THEY CALL IT A ‘CULL.’ Any other person would term it “slaughter.” And soon slaughter will come to the Town of East Hampton, on the East End of Long Island. The town of second residences, of the Seinfelds and Spielbergs and Baldwins. And the town of many deer. Too many of our antlered and un-antlered friends, according to some, including the local government. They damage precious landscaping, and ravage un-fenced crops, and carry dreaded ticks harboring Lyme disease. And so federal sharpshooters will arrive next month and the one after that, to eliminate 2,000-3,000 deer of a herd estimated at between 25,000 to 30,000.
It is a problem, true. In East Marion on the North Fork downwind of the Blue Inn, lies an adult female deer. Hit by a car, but with no noticeable injury, frozen in a quasi-fetal position. Each time I have passed its glistening, glazed over corpse, I have at first glance thought it a discarded lawn ornament, only to see the reflection of the headlights in its still open eyes and realize, “Oh my God, it’s real.” Deer are large creatures, some approaching the size of a human, many others much bigger. These are not flattened birds or opossum guts. When the deer lie sprawled on the side of the road, it’s not hard to imagine limp, dead people in their places.

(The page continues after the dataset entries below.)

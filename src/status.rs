//! Wire types shared by the simulated server and the polling client.
//!
//! [`StatusResponse`] is the JSON body of `GET /status`. The simulation
//! outcome lives in the body; the HTTP status line is 200 for all three
//! [`JobStatus`] values.

use std::fmt;
use std::time::Duration;

use serde::{Deserialize, Serialize};

/// Lifecycle status of the simulated translation job.
#[derive(Debug, Clone, Copy, PartialEq, Eq, Hash, Serialize, Deserialize)]
#[serde(rename_all = "lowercase")]
pub enum JobStatus {
    Pending,
    Completed,
    Error,
}

impl JobStatus {
    /// `completed` and `error` are terminal: no further transitions occur.
    pub fn is_terminal(self) -> bool {
        matches!(self, JobStatus::Completed | JobStatus::Error)
    }
}

impl fmt::Display for JobStatus {
    fn fmt(&self, f: &mut fmt::Formatter<'_>) -> fmt::Result {
        match self {
            JobStatus::Pending => write!(f, "pending"),
            JobStatus::Completed => write!(f, "completed"),
            JobStatus::Error => write!(f, "error"),
        }
    }
}

/// Body of a `GET /status` response.
#[derive(Debug, Clone, PartialEq, Serialize, Deserialize)]
pub struct StatusResponse {
    pub status: JobStatus,
    /// Seconds since the job was created, measured when the response was built.
    pub elapsed_time: f64,
    /// Human-readable detail, set when `status` is `error`.
    #[serde(default, skip_serializing_if = "Option::is_none")]
    pub message: Option<String>,
}

impl StatusResponse {
    pub fn pending(elapsed: Duration) -> Self {
        Self {
            status: JobStatus::Pending,
            elapsed_time: elapsed.as_secs_f64(),
            message: None,
        }
    }

    pub fn completed(elapsed: Duration) -> Self {
        Self {
            status: JobStatus::Completed,
            elapsed_time: elapsed.as_secs_f64(),
            message: None,
        }
    }

    pub fn error(elapsed: Duration, message: impl Into<String>) -> Self {
        Self {
            status: JobStatus::Error,
            elapsed_time: elapsed.as_secs_f64(),
            message: Some(message.into()),
        }
    }

    pub fn is_terminal(&self) -> bool {
        self.status.is_terminal()
    }
}
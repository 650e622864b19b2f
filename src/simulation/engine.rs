use std::time::Instant;

use super::job::{Job, Outcome};
use crate::status::StatusResponse;

const FAILURE_MESSAGE: &str = "video translation failed";

/// Computes the status of a [`Job`] from elapsed time.
///
/// Before `completion_time` the answer is always `pending`. From then on it is
/// the job's terminal outcome, decided by the first query to cross the
/// threshold and replayed for every later query.
pub struct StatusSimulationEngine;

impl StatusSimulationEngine {
    pub fn query(job: &Job, now: Instant) -> StatusResponse {
        let elapsed = now.saturating_duration_since(job.created_at());

        if elapsed < job.completion_time() {
            return StatusResponse::pending(elapsed);
        }

        match job.resolve_outcome() {
            Outcome::Completed => StatusResponse::completed(elapsed),
            Outcome::Failed => StatusResponse::error(elapsed, FAILURE_MESSAGE),
        }
    }
}

#[cfg(test)]
mod tests {
    use super::*;
    use crate::status::JobStatus;
    use std::sync::{Arc, Barrier};
    use std::thread;
    use std::time::Duration;

    fn make_job(completion_secs: u64, error_rate: f64) -> (Job, Instant) {
        let start = Instant::now();
        let job = Job::started_at(start, Duration::from_secs(completion_secs), error_rate).unwrap();
        (job, start)
    }

    #[test]
    fn pending_before_completion_time() {
        let (job, start) = make_job(10, 0.0);

        let early = StatusSimulationEngine::query(&job, start + Duration::from_secs(1));
        let later = StatusSimulationEngine::query(&job, start + Duration::from_secs(9));

        assert_eq!(early.status, JobStatus::Pending);
        assert_eq!(later.status, JobStatus::Pending);
        assert!(later.elapsed_time >= early.elapsed_time);
        assert_eq!(early.elapsed_time, 1.0);
        assert!(job.outcome().is_none());
    }

    #[test]
    fn completes_at_threshold() {
        let (job, start) = make_job(10, 0.0);

        let resp = StatusSimulationEngine::query(&job, start + Duration::from_secs(10));

        assert_eq!(resp.status, JobStatus::Completed);
        assert_eq!(resp.elapsed_time, 10.0);
        assert!(resp.message.is_none());
    }

    #[test]
    fn error_rate_one_always_errors_with_message() {
        let (job, start) = make_job(2, 1.0);

        for secs in 2..20 {
            let resp = StatusSimulationEngine::query(&job, start + Duration::from_secs(secs));
            assert_eq!(resp.status, JobStatus::Error);
            assert_eq!(resp.message.as_deref(), Some(FAILURE_MESSAGE));
        }
    }

    #[test]
    fn terminal_status_never_flips() {
        let (job, start) = make_job(1, 0.5);

        let first = StatusSimulationEngine::query(&job, start + Duration::from_secs(1)).status;
        for secs in 2..200 {
            let resp = StatusSimulationEngine::query(&job, start + Duration::from_secs(secs));
            assert_eq!(resp.status, first);
        }
    }

    #[test]
    fn zero_completion_time_is_terminal_immediately() {
        let (job, start) = make_job(0, 1.0);

        let resp = StatusSimulationEngine::query(&job, start);
        assert_eq!(resp.status, JobStatus::Error);
        assert_eq!(resp.elapsed_time, 0.0);
    }

    #[test]
    fn query_before_creation_saturates_to_zero() {
        let start = Instant::now() + Duration::from_secs(5);
        let job = Job::started_at(start, Duration::from_secs(1), 0.0).unwrap();

        let resp = StatusSimulationEngine::query(&job, Instant::now());
        assert_eq!(resp.status, JobStatus::Pending);
        assert_eq!(resp.elapsed_time, 0.0);
    }

    #[test]
    fn concurrent_queries_at_boundary_agree() {
        for _ in 0..20 {
            let (job, start) = make_job(1, 0.5);
            let job = Arc::new(job);
            let barrier = Arc::new(Barrier::new(8));
            let at = start + Duration::from_secs(1);

            let handles: Vec<_> = (0..8)
                .map(|_| {
                    let job = Arc::clone(&job);
                    let barrier = Arc::clone(&barrier);
                    thread::spawn(move || {
                        barrier.wait();
                        StatusSimulationEngine::query(&job, at).status
                    })
                })
                .collect();

            let statuses: Vec<JobStatus> = handles.into_iter().map(|h| h.join().unwrap()).collect();
            assert!(statuses.iter().all(|s| *s == statuses[0]));
            assert_eq!(Some(statuses[0]), job.outcome().map(Outcome::status));
        }
    }
}
//! Client-side polling parameters.
//!
//! [`StatusPollingConfig`] is validated on construction and immutable
//! afterwards. Deserialization goes through the same validation, so a bad
//! `[polling]` table in `translation.toml` is rejected while loading.

use std::time::Duration;

use serde::{Deserialize, Serialize};

use crate::error::ConfigError;

/// Validated polling parameters. Durations are stored as seconds.
#[derive(Debug, Clone, PartialEq, Serialize, Deserialize)]
#[serde(try_from = "RawPollingConfig", into = "RawPollingConfig")]
pub struct StatusPollingConfig {
    initial_delay: f64,
    max_delay: f64,
    backoff_factor: f64,
    timeout: f64,
    jitter: bool,
    max_attempts: Option<u32>,
}

// Unvalidated shape of the `[polling]` table.
#[derive(Debug, Clone, Serialize, Deserialize)]
struct RawPollingConfig {
    #[serde(default = "default_initial_delay")]
    initial_delay: f64,
    #[serde(default = "default_max_delay")]
    max_delay: f64,
    #[serde(default = "default_backoff_factor")]
    backoff_factor: f64,
    #[serde(default = "default_timeout")]
    timeout: f64,
    #[serde(default)]
    jitter: bool,
    #[serde(default, skip_serializing_if = "Option::is_none")]
    max_attempts: Option<u32>,
}

fn default_initial_delay() -> f64 {
    1.0
}

fn default_max_delay() -> f64 {
    32.0
}

fn default_backoff_factor() -> f64 {
    2.0
}

// Five minutes.
fn default_timeout() -> f64 {
    300.0
}

impl Default for StatusPollingConfig {
    fn default() -> Self {
        Self {
            initial_delay: default_initial_delay(),
            max_delay: default_max_delay(),
            backoff_factor: default_backoff_factor(),
            timeout: default_timeout(),
            jitter: false,
            max_attempts: None,
        }
    }
}

impl TryFrom<RawPollingConfig> for StatusPollingConfig {
    type Error = ConfigError;

    fn try_from(raw: RawPollingConfig) -> Result<Self, Self::Error> {
        let config = Self::new(raw.initial_delay, raw.max_delay, raw.backoff_factor, raw.timeout)?
            .with_jitter(raw.jitter);
        match raw.max_attempts {
            Some(n) => config.with_max_attempts(n),
            None => Ok(config),
        }
    }
}

impl From<StatusPollingConfig> for RawPollingConfig {
    fn from(config: StatusPollingConfig) -> Self {
        Self {
            initial_delay: config.initial_delay,
            max_delay: config.max_delay,
            backoff_factor: config.backoff_factor,
            timeout: config.timeout,
            jitter: config.jitter,
            max_attempts: config.max_attempts,
        }
    }
}

impl StatusPollingConfig {
    /// Validates and builds a config. All arguments except `backoff_factor`
    /// are in seconds.
    pub fn new(
        initial_delay: f64,
        max_delay: f64,
        backoff_factor: f64,
        timeout: f64,
    ) -> Result<Self, ConfigError> {
        if !initial_delay.is_finite() || initial_delay <= 0.0 {
            return Err(ConfigError::InitialDelay(initial_delay));
        }
        if !max_delay.is_finite() || max_delay < initial_delay {
            return Err(ConfigError::MaxDelay {
                initial_delay,
                max_delay,
            });
        }
        if !backoff_factor.is_finite() || backoff_factor < 1.0 {
            return Err(ConfigError::BackoffFactor(backoff_factor));
        }
        if !timeout.is_finite() || timeout <= 0.0 {
            return Err(ConfigError::Timeout(timeout));
        }
        // initial_delay <= max_delay, so checking max_delay covers both.
        for (field, secs) in [("max_delay", max_delay), ("timeout", timeout)] {
            if Duration::try_from_secs_f64(secs).is_err() {
                return Err(ConfigError::TooLarge { field, secs });
            }
        }
        Ok(Self {
            initial_delay,
            max_delay,
            backoff_factor,
            timeout,
            jitter: false,
            max_attempts: None,
        })
    }

    /// Enables up to 20% random extra delay, still capped at `max_delay`.
    pub fn with_jitter(mut self, jitter: bool) -> Self {
        self.jitter = jitter;
        self
    }

    /// Caps the number of requests a session may issue.
    pub fn with_max_attempts(mut self, max_attempts: u32) -> Result<Self, ConfigError> {
        if max_attempts == 0 {
            return Err(ConfigError::MaxAttempts);
        }
        self.max_attempts = Some(max_attempts);
        Ok(self)
    }

    /// Same config with a different overall budget.
    pub fn with_timeout(self, timeout: f64) -> Result<Self, ConfigError> {
        let max_attempts = self.max_attempts;
        let config = Self::new(self.initial_delay, self.max_delay, self.backoff_factor, timeout)?
            .with_jitter(self.jitter);
        Ok(Self {
            max_attempts,
            ..config
        })
    }

    pub fn initial_delay(&self) -> Duration {
        Duration::from_secs_f64(self.initial_delay)
    }

    pub fn max_delay(&self) -> Duration {
        Duration::from_secs_f64(self.max_delay)
    }

    pub(crate) fn initial_delay_secs(&self) -> f64 {
        self.initial_delay
    }

    pub fn backoff_factor(&self) -> f64 {
        self.backoff_factor
    }

    pub fn timeout(&self) -> Duration {
        Duration::from_secs_f64(self.timeout)
    }

    pub fn jitter(&self) -> bool {
        self.jitter
    }

    pub fn max_attempts(&self) -> Option<u32> {
        self.max_attempts
    }
}

#[cfg(test)]
mod tests {
    use super::*;

    #[test]
    fn default_config_values() {
        let config = StatusPollingConfig::default();
        assert_eq!(config.initial_delay(), Duration::from_secs(1));
        assert_eq!(config.max_delay(), Duration::from_secs(32));
        assert_eq!(config.backoff_factor(), 2.0);
        assert_eq!(config.timeout(), Duration::from_secs(300));
        assert!(!config.jitter());
        assert_eq!(config.max_attempts(), None);
    }

    #[test]
    fn rejects_non_positive_initial_delay() {
        assert_eq!(
            StatusPollingConfig::new(0.0, 1.0, 2.0, 5.0).unwrap_err(),
            ConfigError::InitialDelay(0.0)
        );
        assert!(StatusPollingConfig::new(-1.0, 1.0, 2.0, 5.0).is_err());
    }

    #[test]
    fn rejects_max_delay_below_initial() {
        assert!(matches!(
            StatusPollingConfig::new(2.0, 1.0, 2.0, 5.0),
            Err(ConfigError::MaxDelay { .. })
        ));
    }

    #[test]
    fn rejects_backoff_factor_below_one() {
        assert_eq!(
            StatusPollingConfig::new(1.0, 2.0, 0.5, 5.0).unwrap_err(),
            ConfigError::BackoffFactor(0.5)
        );
    }

    #[test]
    fn rejects_bad_timeout_and_non_finite_values() {
        assert_eq!(
            StatusPollingConfig::new(1.0, 2.0, 2.0, 0.0).unwrap_err(),
            ConfigError::Timeout(0.0)
        );
        assert!(StatusPollingConfig::new(f64::NAN, 2.0, 2.0, 1.0).is_err());
        assert!(StatusPollingConfig::new(1.0, f64::INFINITY, 2.0, 1.0).is_err());
        assert!(StatusPollingConfig::new(1.0, 2.0, 2.0, f64::INFINITY).is_err());
    }

    #[test]
    fn rejects_values_beyond_duration_range() {
        assert_eq!(
            StatusPollingConfig::new(1.0, 2.0, 2.0, 1e20).unwrap_err(),
            ConfigError::TooLarge {
                field: "timeout",
                secs: 1e20
            }
        );
        assert_eq!(
            StatusPollingConfig::new(1.0, 1e25, 2.0, 60.0).unwrap_err(),
            ConfigError::TooLarge {
                field: "max_delay",
                secs: 1e25
            }
        );
        assert!(StatusPollingConfig::default().with_timeout(1e20).is_err());
        assert!(toml::from_str::<StatusPollingConfig>("timeout = 1e20").is_err());
    }

    #[test]
    fn equal_initial_and_max_delay_is_valid() {
        let config = StatusPollingConfig::new(1.0, 1.0, 1.0, 1.0).unwrap();
        assert_eq!(config.initial_delay(), config.max_delay());
    }

    #[test]
    fn max_attempts_must_be_positive() {
        let config = StatusPollingConfig::default();
        assert_eq!(
            config.clone().with_max_attempts(0).unwrap_err(),
            ConfigError::MaxAttempts
        );
        assert_eq!(config.with_max_attempts(3).unwrap().max_attempts(), Some(3));
    }

    #[test]
    fn with_timeout_keeps_other_settings() {
        let config = StatusPollingConfig::new(0.5, 2.0, 3.0, 10.0)
            .unwrap()
            .with_jitter(true)
            .with_max_attempts(4)
            .unwrap()
            .with_timeout(2.0)
            .unwrap();
        assert_eq!(config.timeout(), Duration::from_secs(2));
        assert_eq!(config.backoff_factor(), 3.0);
        assert!(config.jitter());
        assert_eq!(config.max_attempts(), Some(4));
    }

    #[test]
    fn deserialize_partial_toml() {
        let config: StatusPollingConfig = toml::from_str(
            r#"
            initial_delay = 0.5
            timeout = 60.0
            jitter = true
        "#,
        )
        .unwrap();
        assert_eq!(config.initial_delay(), Duration::from_millis(500));
        assert_eq!(config.timeout(), Duration::from_secs(60));
        assert_eq!(config.max_delay(), Duration::from_secs(32));
        assert!(config.jitter());
    }

    #[test]
    fn deserialize_rejects_invalid_values() {
        let result = toml::from_str::<StatusPollingConfig>("backoff_factor = 0.9");
        let err = result.unwrap_err().to_string();
        assert!(err.contains("backoff_factor"), "unexpected error: {err}");
    }
}
//! Command-line interface built on clap.
//!
//! Defines [`Cli`] with the [`Command`] subcommands (serve, poll, demo) and
//! the global `--config` and `--verbose` flags.

use std::path::PathBuf;

use clap::{Args, Parser, Subcommand};

/// Simulated video translation server and status polling client.
#[derive(Debug, Parser)]
#[command(name = "translation-status", version, about)]
pub struct Cli {
    #[command(subcommand)]
    pub command: Command,

    /// Path to a TOML config file (defaults to ./translation.toml).
    #[arg(long, short, global = true)]
    pub config: Option<PathBuf>,

    /// Log at debug level unless RUST_LOG says otherwise.
    #[arg(long, short, global = true, default_value_t = false)]
    pub verbose: bool,
}

#[derive(Debug, Subcommand)]
pub enum Command {
    /// Runs the simulated translation server until Ctrl-C.
    Serve(ServeArgs),

    /// Polls a running server until the job completes or fails.
    Poll {
        /// Server base URL, overriding the config file.
        #[arg(long)]
        url: Option<String>,

        /// Overall polling budget in seconds.
        #[arg(long)]
        timeout: Option<f64>,
    },

    /// Starts an in-process server and polls it.
    Demo(ServeArgs),
}

/// Server overrides shared by `serve` and `demo`.
#[derive(Debug, Clone, Default, Args)]
pub struct ServeArgs {
    /// Seconds until the job leaves `pending`.
    #[arg(long)]
    pub completion_time: Option<f64>,

    /// Probability in [0, 1] that the job ends in `error`.
    #[arg(long)]
    pub error_rate: Option<f64>,

    /// Port to listen on (0 picks a free port).
    #[arg(long)]
    pub port: Option<u16>,

    /// Start the job clock on the first request instead of at startup.
    #[arg(long, default_value_t = false)]
    pub lazy_start: bool,
}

The irony is the people who drive the cars that hit them are likely on their way to the Greek restaurant across the way for some tasty gyros, or to the IGA in Greenport to pick up some burgers or Italian sausages. All of that money, wasted. All of that time, wasted. Venison is a lean, savory protein source and, like it or not, it is right there, splayed out on the side of the road. But from what I understand the collected dead deer are actually transferred to dumping grounds, beyond the sight of some of the major local highways. The trucks back in and dump the bodies on top of the other fermenting bodies. And I do wonder — what will they do with all of those 3,000 deer once the sharpshooters take them down? The fact that there are federal sharpshooters willing to slaughter these animals — “cull” as they put it — shows that people will do anything for money. But if they are going to kill all those animals, at least the good people of the Town of East Hampton could get some warmth and nutrition out of it.

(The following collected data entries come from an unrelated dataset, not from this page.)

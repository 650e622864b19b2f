//! Failures of a single `GET /status` call.
//!
//! [`FetchError::is_retryable`] is the one place that decides whether the
//! polling loop backs off and tries again or gives up immediately.

use thiserror::Error;

#[derive(Debug, Error)]
pub enum FetchError {
    /// The server answered with a non-200 status line.
    #[error("HTTP error (status {status}): {message}")]
    Http { status: u16, message: String },

    /// Connection refused, reset, DNS failure or transport timeout.
    #[error("network error: {0}")]
    Network(#[from] reqwest::Error),

    /// The body was not a valid status document.
    #[error("malformed status response: {0}")]
    Malformed(String),
}

impl FetchError {
    /// Transient faults are worth another attempt; everything else is fatal.
    ///
    /// 5xx, 408 (request timeout) and 429 (rate limited) are transient. Any
    /// other 4xx means the request itself is wrong and will not get better.
    pub fn is_retryable(&self) -> bool {
        match self {
            FetchError::Http { status, .. } => *status >= 500 || *status == 408 || *status == 429,
            FetchError::Network(e) => !(e.is_builder() || e.is_decode() || e.is_redirect()),
            FetchError::Malformed(_) => false,
        }
    }
}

The only thing that I am grateful for in all of this, is that I do not live in the Town of East Hampton. I’m over here across the Peconic Bay in Southold Town, and Southold Town doesn’t feel like much of a town anyway. The North Fork is isolated, insulated, clubby. People in Southold proper refer to the Village of Orient — a 15 minute drive away — as “all the way out there.” And this is another one of the instances where I am glad I live “all the way out there.”